I receive internal communications from a few community radio stations. The most common communication I see is usually about pledge drive with details about everything from how to sign up for shifts to when the direct mail is going out. I’ve noticed a few things that can be easily remedied at any station.
Coordinate the direct mail to land on the day the drive starts or a day or two before. Why, you may ask? Because our challenge isn’t getting people to renew in community radio – it’s getting new supporters. Your over the air pitching should be focused on acquiring those first-time donors – let the mail do its job and bring in the people who need to renew or make an additional contribution.
Consider an entirely taped effort that drives traffic to your online form. This series would have a very specific message over the course of a 7-day campaign. You can use it to generate awareness about a specific effort: buying new equipment so the DJs CD players don’t skip, additional support for community coverage, increasing the number of monthly donors or the number of major donors. Experiment with a very focused message with a couple of hard goals and then report back when it’s over to let your audience know the outcome.
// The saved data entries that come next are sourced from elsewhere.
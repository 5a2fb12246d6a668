//! xorshift64* random number generator
//!
//! Fast, high-quality PRNG that is deterministic and suitable for
//! simulation purposes. Same seed → same sequence, which is critical for
//! exact replay, testing, and research reproducibility.

use serde::{Deserialize, Serialize};

/// Deterministic random number generator using xorshift64*
///
/// # Example
/// ```
/// use rtgs_engine_rs::RngManager;
///
/// let mut rng = RngManager::new(12345);
/// let value = rng.next();
/// let amount = rng.range(10_000, 100_000); // [10_000, 100_000)
/// ```
#[derive(Debug, Clone, Serialize, Deserialize)]
pub struct RngManager {
    /// Internal state (64-bit)
    state: u64,
}

impl RngManager {
    /// Create a new RNG with given seed
    ///
    /// A zero seed is mapped to 1 (xorshift requirement).
    pub fn new(seed: u64) -> Self {
        let state = if seed == 0 { 1 } else { seed };
        Self { state }
    }

    /// Generate next random u64 value
    pub fn next(&mut self) -> u64 {
        // xorshift64* algorithm
        let mut x = self.state;
        x ^= x >> 12;
        x ^= x << 25;
        x ^= x >> 27;
        self.state = x;
        x.wrapping_mul(0x2545F4914F6CDD1D)
    }

    /// Generate random value in range [min, max)
    ///
    /// # Panics
    /// Panics if min >= max
    pub fn range(&mut self, min: i64, max: i64) -> i64 {
        assert!(min < max, "min must be less than max");

        let value = self.next();
        let range_size = (max - min) as u64;
        min + (value % range_size) as i64
    }

    /// Generate random f64 in range [0.0, 1.0)
    pub fn next_f64(&mut self) -> f64 {
        let value = self.next();
        (value >> 11) as f64 * (1.0 / ((1u64 << 53) as f64))
    }

    /// Sample a Poisson-distributed count with mean `lambda`
    ///
    /// Knuth's multiplication method. `lambda <= 0` yields zero arrivals.
    ///
    /// # Example
    /// ```
    /// use rtgs_engine_rs::RngManager;
    ///
    /// let mut rng = RngManager::new(42);
    /// assert_eq!(rng.poisson(0.0), 0);
    /// let k = rng.poisson(2.5);
    /// assert!(k < 100);
    /// ```
    pub fn poisson(&mut self, lambda: f64) -> usize {
        if lambda <= 0.0 {
            return 0;
        }

        let limit = (-lambda).exp();
        let mut k = 0usize;
        let mut p = 1.0;
        loop {
            p *= self.next_f64();
            if p < limit {
                return k;
            }
            k += 1;
        }
    }

    /// Get current RNG state (for determinism checks)
    pub fn get_state(&self) -> u64 {
        self.state
    }
}

#[cfg(test)]
mod tests {
    use super::*;

    #[test]
    fn test_zero_seed_converted_to_nonzero() {
        let rng = RngManager::new(0);
        assert_ne!(rng.get_state(), 0, "Zero seed should be converted to 1");
    }

    #[test]
    #[should_panic(expected = "min must be less than max")]
    fn test_range_invalid_bounds() {
        let mut rng = RngManager::new(12345);
        rng.range(100, 50);
    }

    #[test]
    fn test_next_f64_in_range() {
        let mut rng = RngManager::new(12345);

        for _ in 0..1000 {
            let val = rng.next_f64();
            assert!(
                (0.0..1.0).contains(&val),
                "next_f64() produced value {} outside [0.0, 1.0)",
                val
            );
        }
    }

    #[test]
    fn test_next_f64_deterministic() {
        let mut rng1 = RngManager::new(99999);
        let mut rng2 = RngManager::new(99999);

        for _ in 0..100 {
            assert_eq!(rng1.next_f64(), rng2.next_f64());
        }
    }

    #[test]
    fn test_poisson_mean_roughly_lambda() {
        let mut rng = RngManager::new(2024);
        let lambda = 3.0;
        let n = 10_000;
        let total: usize = (0..n).map(|_| rng.poisson(lambda)).sum();
        let mean = total as f64 / n as f64;
        assert!((mean - lambda).abs() < 0.1, "observed mean {}", mean);
    }

    #[test]
    fn test_poisson_zero_rate() {
        let mut rng = RngManager::new(5);
        for _ in 0..100 {
            assert_eq!(rng.poisson(0.0), 0);
        }
    }
}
Don’t break your backs getting the overnight programmers set up. I can remember the days when we would divvy up staffing overnights over the course of a 14-day drive. It is not the product of intelligent design. You can organize things so they have a couple of phones and a stack of forms to take the few calls. And to cultivate those relationships with overnight programmers, consider throwing a pajama party one night of the drive. To make it fair, put the names of the overnight programmers in a drawing and pick one for each drive.
One person should be dedicated to take a picture of the food donated to your drive and thanking the restaurant on social media. It’s a little thing that goes a long way.
I’m sure many of you have volunteers who’ve been answering phones for years who are noticing that they aren’t ringing as much. Remind them that online giving has skyrocketed and that monthly giving is growing. That means the phones don’t ring as much…and that’s a good thing. The silence of direct deposit is golden. You may find you don’t need as many phone answerers. This is a great opportunity to think about how your station can involve people in a different way. The best thing they could do to help the station? Join the phone bank to call the list of people who gave during the drive and personally thank them as a devoted volunteer of the station. They feel needed and people who are personally thanked are more likely to increase their contribution.